The goal of real-time streaming analytics is to get answers fast. Mission-critical applications that manage large numbers of live data sources need to quickly sift through incoming telemetry, assess dynamic changes, and immediately pinpoint emerging issues that need attention. Examples abound: a telematics application tracking a fleet of vehicles, a vaccine distribution system managing the delivery of thousands of shipments, a security or safety application analyzing entry points in a large infrastructure (physical or cyber), a healthcare application tracking medical telemetry from a population of wearable devices, a financial services application watching wire transfers and looking for potential fraud — the list goes on. In all these cases, when a problem occurs (or an opportunity emerges), managers need answers now.
Conventional streaming analytics platforms are unable to separate messages from each data source and analyze them as they flow in. Instead, they ingest and store telemetry from all data sources, attempt a preliminary search for interesting patterns in the aggregated data stream, and defer detailed analysis to offline batch processing. As a result, they are unable to introspect on the dynamic, evolving state of each data source and immediately alert on emerging issues, such as the impending failure of a truck engine, an unusual pattern of entries and exits to a secure building, or a potentially dangerous pattern of telemetry for a patient with a known medical condition.
In-memory computing with software components called real-time digital twins overcomes these obstacles and enables continuous analysis of incoming telemetry for each data source with contextual information that deepens introspection. While processing each message in a few milliseconds, this technology automatically scales to simultaneously handle thousands of data sources. It also can aggregate and visualize the results of analysis every few seconds so that managers can graphically track the state of a complex live system and quickly pinpoint issues.
The ScaleOut Digital Twin Streaming Service™ is an Azure-based cloud service that uses real-time digital twins to perform continuous data ingestion, analysis by data source, aggregation, and visualization, as illustrated below. What’s key about this approach is that the system visualizes state information that results from real-time analysis — not raw telemetry flowing in from data sources. This gives managers curated data that intelligently focuses on the key problem areas (or opportunities). For example, instead of looking at fluctuating oil temperature, telematics dispatchers see the results of predictive analytics. There’s not enough time for managers to examine all the raw data, and not enough time to wait for batch processing to complete. Maintaining situational awareness requires real-time introspection for each data source, and real-time digital twins provide it.
In the ScaleOut Digital Twin Streaming Service, real-time data visualization can take the form of charts and tables. Dynamic charts effectively display the results of aggregate analytics that combine data from all real-time digital twins to show emerging patterns, such as the regions of the country with the largest delivery delays for a vaccine distribution system. This gives a comprehensive view that helps managers maintain the “big picture.” To pinpoint precisely which data sources need attention, users can query analytics results for all real-time digital twins and see the results in a table. This enables managers to ask questions like “Which vaccination centers in Washington state are experiencing delivery delays in excess of 1 hour and have seen more than 100 people awaiting vaccinations at least three times today?” With this information, managers can immediately determine where vaccine shipments should be delivered first.

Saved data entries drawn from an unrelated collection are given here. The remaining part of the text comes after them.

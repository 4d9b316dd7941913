//! Saved-character roster.
//!
//! Pure state for the host's persistence layer: a collection of saved
//! characters plus one "current character" slot. The engine never
//! serializes this to storage itself; the host decides where it lives.

use serde::{Deserialize, Serialize};

use crate::character::{Character, CharacterId};
use crate::error::{CoreError, CoreResult};

/// All saved characters plus the active slot.
#[derive(Debug, Clone, Default, Serialize, Deserialize)]
pub struct CharacterRoster {
    characters: Vec<Character>,
    current: Option<CharacterId>,
}

impl CharacterRoster {
    /// Create an empty roster.
    pub fn new() -> Self {
        Self::default()
    }

    /// Save a character, replacing any existing entry with the same ID.
    pub fn save(&mut self, character: Character) {
        match self.characters.iter_mut().find(|c| c.id == character.id) {
            Some(slot) => *slot = character,
            None => self.characters.push(character),
        }
    }

    /// Look up a saved character by ID.
    pub fn get(&self, id: CharacterId) -> Option<&Character> {
        self.characters.iter().find(|c| c.id == id)
    }

    /// Remove a character. Clears the current slot if it pointed there.
    /// Returns the removed character, if any.
    pub fn remove(&mut self, id: CharacterId) -> Option<Character> {
        let pos = self.characters.iter().position(|c| c.id == id)?;
        if self.current == Some(id) {
            self.current = None;
        }
        Some(self.characters.remove(pos))
    }

    /// Mark a saved character as the current one.
    pub fn set_current(&mut self, id: CharacterId) -> CoreResult<()> {
        if self.get(id).is_none() {
            return Err(CoreError::CharacterNotFound(id));
        }
        self.current = Some(id);
        Ok(())
    }

    /// The current character, if one is selected.
    pub fn current(&self) -> Option<&Character> {
        self.current.and_then(|id| self.get(id))
    }

    /// Iterate over all saved characters.
    pub fn iter(&self) -> impl Iterator<Item = &Character> {
        self.characters.iter()
    }

    /// Number of saved characters.
    pub fn len(&self) -> usize {
        self.characters.len()
    }

    /// Returns true if no characters are saved.
    pub fn is_empty(&self) -> bool {
        self.characters.is_empty()
    }
}
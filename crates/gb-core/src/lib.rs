//! Core types for the gamebook engine: characters, books, and the
//! section graph.
//!
//! This crate defines the data model the engine operates on. It is
//! independent of any presentation or storage layer — book data arrives
//! fully parsed, and character state is pure serde-serializable data the
//! host persists however it likes.

/// Book data model: sections, choices, and combat encounters.
pub mod book;
/// The character record and its progression rules.
pub mod character;
/// Error types used throughout the crate.
pub mod error;
/// Random digit service.
pub mod rng;
/// Saved-character roster for the host's persistence layer.
pub mod roster;
/// Section graph store with load-time validation.
pub mod store;

/// Re-export book data types.
pub use book::{
    BookData, BookSection, Choice, CombatEncounter, CombatModifier, Discipline, SectionKind,
};
/// Re-export character types.
pub use character::{Character, CharacterId, ItemSlot};
/// Re-export error types.
pub use error::{CoreError, CoreResult};
/// Re-export digit source types.
pub use rng::{DigitRng, FixedDigits, StdDigits};
/// Re-export the roster.
pub use roster::CharacterRoster;
/// Re-export the section store.
pub use store::SectionStore;
//! Section graph store: validated, read-only access to a loaded book.
//!
//! `load` walks the whole section graph and collects every structural
//! violation before failing, so data authors see the full list in one
//! pass. A store only exists for books that passed validation; dangling
//! choice targets are a load-time data error, never a runtime one.

use crate::book::{BookData, BookSection, Discipline};
use crate::error::{CoreError, CoreResult};

/// Read-only, validated store for one book's section graph.
#[derive(Debug, Clone)]
pub struct SectionStore {
    book: BookData,
}

impl SectionStore {
    /// Validate and load a book.
    ///
    /// Fails with [`CoreError::DataIntegrity`] listing every violation
    /// found if any structural invariant is broken.
    pub fn load(book: BookData) -> CoreResult<Self> {
        let violations = validate_book(&book);
        if violations.is_empty() {
            Ok(Self { book })
        } else {
            Err(CoreError::integrity(violations))
        }
    }

    /// Look up a section by number.
    pub fn get_section(&self, number: u32) -> CoreResult<&BookSection> {
        self.book
            .sections
            .get(&number)
            .ok_or(CoreError::SectionNotFound(number))
    }

    /// The loaded book.
    pub fn book(&self) -> &BookData {
        &self.book
    }

    /// Number of sections in the loaded book.
    pub fn section_count(&self) -> usize {
        self.book.sections.len()
    }

    /// Disciplines available in the loaded book.
    pub fn disciplines(&self) -> &[Discipline] {
        &self.book.disciplines
    }
}

/// Collect all structural violations in a book.
fn validate_book(book: &BookData) -> Vec<String> {
    let mut violations = Vec::new();

    for (key, section) in &book.sections {
        let n = section.section_number;
        if *key != n {
            violations.push(format!(
                "section map key {key} does not match section number {n}"
            ));
        }

        if section.kind.is_terminal() {
            if !section.choices.is_empty() {
                violations.push(format!(
                    "section {n} is terminal ({}) but has {} choice(s)",
                    section.kind,
                    section.choices.len()
                ));
            }
        } else if section.choices.is_empty() {
            violations.push(format!(
                "section {n} ({}) has no choices and is not terminal",
                section.kind
            ));
        }

        if section.kind == crate::book::SectionKind::Combat && section.combat.is_none() {
            violations.push(format!("combat section {n} has no encounter"));
        }

        for (i, choice) in section.choices.iter().enumerate() {
            if !book.sections.contains_key(&choice.target) {
                violations.push(format!(
                    "section {n} choice {i} targets missing section {}",
                    choice.target
                ));
            }
        }
    }

    violations
}
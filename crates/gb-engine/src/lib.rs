//! Navigation state machine and play session for the gamebook engine.
//!
//! Orchestrates one page of play: presents the current section, filters
//! choices by the character's capabilities, delegates combat sections to
//! the resolver, and emits state-change events for a host UI.

/// Session configuration.
pub mod config;
/// Error types for the play session.
pub mod error;
/// State-change events for the presentation boundary.
pub mod events;
/// The play session itself.
pub mod session;
/// Navigation states.
pub mod state;

pub use config::SessionConfig;
pub use error::{EngineError, EngineResult};
pub use events::{ChoiceView, GameEvent};
pub use session::GameSession;
pub use state::{NavState, TerminalKind};
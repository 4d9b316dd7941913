//! Combat resolution for the gamebook engine.
//!
//! Provides the Combat Results Table (externally configured, validated at
//! load) and the deterministic round-based fight resolver. The resolver
//! owns no persistent state: it takes the character, an encounter, a
//! table, and a digit source, and returns a full fight report.

pub mod error;
pub mod resolver;
pub mod table;

pub use error::{CombatError, CombatResult};
pub use resolver::{
    DisciplineBonus, FightOutcome, FightReport, ResolveOptions, RoundRecord, combat_ratio, resolve,
};
pub use table::{LossPair, RatioBucket, ResultsTable};
//! Error types for combat resolution.

use thiserror::Error;

/// Result type for combat operations.
pub type CombatResult<T> = Result<T, CombatError>;

/// Errors that can occur when loading a results table or resolving a fight.
#[derive(Debug, Error)]
pub enum CombatError {
    /// The results table configuration is malformed.
    ///
    /// Carries every violation found, not just the first.
    #[error("invalid results table: {}", .0.join("; "))]
    InvalidTable(Vec<String>),

    /// The results table JSON could not be parsed.
    #[error("results table parse error: {0}")]
    TableParse(#[from] serde_json::Error),

    /// The fight reached the caller's round limit with no outcome.
    ///
    /// A configuration defect: the table fed only zero-loss rounds.
    /// Character state is left consistent with all completed rounds.
    #[error("combat stalled after {rounds} rounds with no outcome")]
    Stalled {
        /// How many rounds were played before giving up.
        rounds: u32,
    },
}
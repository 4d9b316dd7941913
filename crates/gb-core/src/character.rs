//! The character record and its progression rules.
//!
//! A character is generated once (stats from the digit source), then
//! mutated through the methods here on every combat round, item change,
//! and section advance. Base stats are private so they stay immutable
//! after generation; endurance moves only through the clamping mutator.

use std::collections::BTreeSet;
use std::fmt;

use chrono::{DateTime, Utc};
use serde::{Deserialize, Serialize};
use uuid::Uuid;

use crate::rng::DigitRng;

/// Unique identifier for a character.
#[derive(Debug, Clone, Copy, PartialEq, Eq, Hash, Serialize, Deserialize)]
pub struct CharacterId(pub Uuid);

impl CharacterId {
    /// Generate a new random character ID.
    pub fn new() -> Self {
        Self(Uuid::new_v4())
    }
}

impl Default for CharacterId {
    fn default() -> Self {
        Self::new()
    }
}

impl fmt::Display for CharacterId {
    fn fmt(&self, f: &mut fmt::Formatter<'_>) -> fmt::Result {
        write!(f, "{}", &self.0.to_string()[..8])
    }
}

/// Which inventory a granted item goes into.
#[derive(Debug, Clone, Copy, PartialEq, Eq, Serialize, Deserialize)]
#[serde(rename_all = "snake_case")]
pub enum ItemSlot {
    /// Carried weapons.
    Weapon,
    /// General backpack items.
    Backpack,
    /// Quest and special items.
    Special,
}

/// The single active character record.
#[derive(Debug, Clone, PartialEq, Serialize, Deserialize)]
pub struct Character {
    /// Unique identifier.
    pub id: CharacterId,
    /// Player-chosen name.
    pub name: String,
    combat_skill: i32,
    max_endurance: i32,
    current_endurance: i32,
    /// Discipline IDs the character has learned.
    pub disciplines: BTreeSet<String>,
    /// Carried weapons.
    pub weapons: Vec<String>,
    /// Backpack items.
    pub backpack: Vec<String>,
    /// Special and quest items.
    pub special_items: Vec<String>,
    /// Gold crowns held; never negative.
    pub gold_crowns: u32,
    /// The book the character is currently playing.
    pub current_book: u32,
    /// The section the character is currently at.
    pub current_section: u32,
    /// How many books have been completed.
    pub books_completed: u32,
    /// When the character was created.
    pub created_at: DateTime<Utc>,
    /// When the character last advanced a section.
    pub last_played: DateTime<Utc>,
}

impl Character {
    /// Generate a fresh character.
    ///
    /// Combat skill is 10 plus one digit draw, endurance 20 plus one digit
    /// draw, so `10..=19` and `20..=29` respectively. Deterministic given a
    /// deterministic digit source.
    pub fn generate(name: impl Into<String>, rng: &mut dyn DigitRng) -> Self {
        let combat_skill = 10 + i32::from(rng.next_digit());
        let max_endurance = 20 + i32::from(rng.next_digit());
        let now = Utc::now();
        Self {
            id: CharacterId::new(),
            name: name.into(),
            combat_skill,
            max_endurance,
            current_endurance: max_endurance,
            disciplines: BTreeSet::new(),
            weapons: Vec::new(),
            backpack: Vec::new(),
            special_items: Vec::new(),
            gold_crowns: 0,
            current_book: 1,
            current_section: 1,
            books_completed: 0,
            created_at: now,
            last_played: now,
        }
    }

    /// The character's fixed combat skill.
    pub fn combat_skill(&self) -> i32 {
        self.combat_skill
    }

    /// The character's fixed maximum endurance.
    pub fn max_endurance(&self) -> i32 {
        self.max_endurance
    }

    /// The character's current endurance.
    pub fn current_endurance(&self) -> i32 {
        self.current_endurance
    }

    /// Apply an endurance delta, clamping to `[0, max_endurance]`.
    /// Returns the new value.
    pub fn apply_endurance_delta(&mut self, amount: i32) -> i32 {
        self.current_endurance =
            (self.current_endurance + amount).clamp(0, self.max_endurance);
        self.current_endurance
    }

    /// Returns true once endurance has reached 0.
    ///
    /// The navigation layer uses this to route to a defeat section
    /// regardless of the graph's declared targets.
    pub fn is_defeated(&self) -> bool {
        self.current_endurance == 0
    }

    /// Test a capability requirement from a choice's `requires` field.
    ///
    /// Accepts `discipline:<id>`, `item:<name>`, or a bare name matched
    /// against disciplines and all three inventories. Matching is
    /// case-insensitive.
    pub fn has_capability(&self, requirement: &str) -> bool {
        if let Some(id) = requirement.strip_prefix("discipline:") {
            return self.has_discipline(id.trim());
        }
        if let Some(name) = requirement.strip_prefix("item:") {
            return self.has_item(name.trim());
        }
        self.has_discipline(requirement) || self.has_item(requirement)
    }

    /// Returns true if the character has learned the discipline.
    pub fn has_discipline(&self, id: &str) -> bool {
        self.disciplines.iter().any(|d| d.eq_ignore_ascii_case(id))
    }

    /// Returns true if any inventory contains the named item.
    pub fn has_item(&self, name: &str) -> bool {
        self.weapons
            .iter()
            .chain(&self.backpack)
            .chain(&self.special_items)
            .any(|i| i.eq_ignore_ascii_case(name))
    }

    /// Record a new position and refresh the last-played timestamp.
    pub fn advance_section(&mut self, book: u32, section: u32) {
        self.current_book = book;
        self.current_section = section;
        self.last_played = Utc::now();
    }

    /// Add an item to the given inventory. Duplicates are kept; gamebook
    /// items stack (two Meals are two Meals).
    pub fn grant_item(&mut self, slot: ItemSlot, name: impl Into<String>) {
        let name = name.into();
        match slot {
            ItemSlot::Weapon => self.weapons.push(name),
            ItemSlot::Backpack => self.backpack.push(name),
            ItemSlot::Special => self.special_items.push(name),
        }
    }

    /// Remove one instance of the named item from whichever inventory
    /// holds it. Returns true if anything was removed.
    pub fn remove_item(&mut self, name: &str) -> bool {
        for list in [
            &mut self.weapons,
            &mut self.backpack,
            &mut self.special_items,
        ] {
            if let Some(pos) = list.iter().position(|i| i.eq_ignore_ascii_case(name)) {
                list.remove(pos);
                return true;
            }
        }
        false
    }

    /// Adjust gold crowns by a delta, clamping at 0. Returns the new total.
    pub fn adjust_gold(&mut self, amount: i64) -> u32 {
        let total = i64::from(self.gold_crowns) + amount;
        self.gold_crowns = u32::try_from(total.max(0)).unwrap_or(u32::MAX);
        self.gold_crowns
    }
}

#[cfg(test)]
mod tests {
    use super::*;
    use crate::rng::FixedDigits;

    fn test_character() -> Character {
        let mut rng = FixedDigits::new(vec![5, 5]).unwrap();
        Character::generate("Hero", &mut rng)
    }

    #[test]
    fn generate_stats_from_digits() {
        let mut rng = FixedDigits::new(vec![3, 7]).unwrap();
        let c = Character::generate("Hero", &mut rng);
        assert_eq!(c.combat_skill(), 13);
        assert_eq!(c.max_endurance(), 27);
        assert_eq!(c.current_endurance(), 27);
        assert_eq!(c.current_book, 1);
        assert_eq!(c.current_section, 1);
        assert_eq!(c.books_completed, 0);
        assert!(c.disciplines.is_empty());
        assert!(c.weapons.is_empty());
        assert_eq!(c.gold_crowns, 0);
    }

    #[test]
    fn generate_stats_within_bounds() {
        let mut rng = crate::rng::StdDigits::seeded(7);
        for _ in 0..100 {
            let c = Character::generate("Hero", &mut rng);
            assert!((10..=19).contains(&c.combat_skill()));
            assert!((20..=29).contains(&c.max_endurance()));
            assert_eq!(c.current_endurance(), c.max_endurance());
        }
    }

    #[test]
    fn endurance_clamps_at_zero() {
        let mut c = test_character();
        assert_eq!(c.apply_endurance_delta(-100), 0);
        assert!(c.is_defeated());
        // Re-clamping is idempotent: never negative
        assert_eq!(c.apply_endurance_delta(-5), 0);
    }

    #[test]
    fn endurance_clamps_at_max() {
        let mut c = test_character();
        c.apply_endurance_delta(-3);
        assert_eq!(c.apply_endurance_delta(50), c.max_endurance());
    }

    #[test]
    fn endurance_normal_delta() {
        let mut c = test_character();
        let max = c.max_endurance();
        assert_eq!(c.apply_endurance_delta(-4), max - 4);
        assert!(!c.is_defeated());
    }

    #[test]
    fn capability_by_discipline() {
        let mut c = test_character();
        assert!(!c.has_capability("discipline:healing"));
        c.disciplines.insert("healing".to_string());
        assert!(c.has_capability("discipline:healing"));
        assert!(c.has_capability("discipline:Healing"));
        assert!(c.has_capability("healing"));
    }

    #[test]
    fn capability_by_item() {
        let mut c = test_character();
        assert!(!c.has_capability("item:Rope"));
        c.grant_item(ItemSlot::Backpack, "Rope");
        assert!(c.has_capability("item:Rope"));
        assert!(c.has_capability("rope"));
        c.grant_item(ItemSlot::Weapon, "Short Sword");
        c.grant_item(ItemSlot::Special, "Seal of Hammerdal");
        assert!(c.has_capability("item:short sword"));
        assert!(c.has_capability("Seal of Hammerdal"));
    }

    #[test]
    fn remove_item_searches_all_slots() {
        let mut c = test_character();
        c.grant_item(ItemSlot::Weapon, "Axe");
        c.grant_item(ItemSlot::Backpack, "Meal");
        c.grant_item(ItemSlot::Backpack, "Meal");
        assert!(c.remove_item("Axe"));
        assert!(!c.has_item("Axe"));
        // Only one instance of a stacked item goes
        assert!(c.remove_item("Meal"));
        assert!(c.has_item("Meal"));
        assert!(!c.remove_item("Axe"));
    }

    #[test]
    fn gold_never_negative() {
        let mut c = test_character();
        c.adjust_gold(12);
        assert_eq!(c.gold_crowns, 12);
        assert_eq!(c.adjust_gold(-20), 0);
        assert_eq!(c.adjust_gold(5), 5);
    }

    #[test]
    fn advance_section_updates_position() {
        let mut c = test_character();
        let before = c.last_played;
        c.advance_section(2, 117);
        assert_eq!(c.current_book, 2);
        assert_eq!(c.current_section, 117);
        assert!(c.last_played >= before);
    }

    #[test]
    fn serde_roundtrip() {
        let mut c = test_character();
        c.disciplines.insert("camouflage".to_string());
        c.grant_item(ItemSlot::Weapon, "Sword");
        let json = serde_json::to_string(&c).unwrap();
        let back: Character = serde_json::from_str(&json).unwrap();
        assert_eq!(back, c);
    }
}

With the latest release, the streaming service now offers geospatial mapping of query results combined with continuous queries that refresh the map every few seconds. For example, using this cloud service, a telematics system for a trucking fleet can continuously display the locations of specific trucks which have issues (the red dots on the map) in addition to watching aggregate statistics:
For applications like this, a mapped view of query results offers valuable insights about the locations where issues are emerging that would otherwise be more difficult to obtain from a tabular view. Note that the queried data shows the results of real-time analytics which are continuously updated as messages arrive and are processed. For example, instead of displaying the latest oil temperature from a truck, the query reports the results of a predictive analytics algorithm that makes use of several state variables maintained by the real-time digital twin. This declutters the dispatcher’s view so that only alertable conditions are highlighted and demand attention:
The following image shows an example of actual map output for a hypothetical security application that tracks possible intrusions within a nationwide power grid. The goal of the real-time digital twins is to assess telemetry from each of 20K control points in the power grid’s network, filter out false-positives and known issues, and produce a quantitative assessment of the threat (“alert level”). Continuous queries map the results of this assessment so that managers can immediately spot a real threat, understand its scope, and take action to isolate it. The map shows the results of results three continuous queries: high alerts requiring action, medium alerts that just need watching, and offline nodes (with the output suppressed here):
In this scenario a high alert has suddenly appeared in the grid at three locations (Seattle, New York, and Miami) indicating a serious, coordinated attack on the network. By zooming in and hovering over dots in the graph, users can display the detailed query results for each corresponding data source. Within seconds, managers have immediate, actionable information about threat assessments and can quickly visualize the locations and scope of specific threats.
In applications like these and many others, the power of in-memory computing with real-time digital twins gives managers a new means to digest real-time telemetry from thousands of data sources, combine it with contextual information that enhances the analysis, and then immediately visualize the results. This powerful technology boosts situational awareness and helps guide responses much better and faster than was previously possible.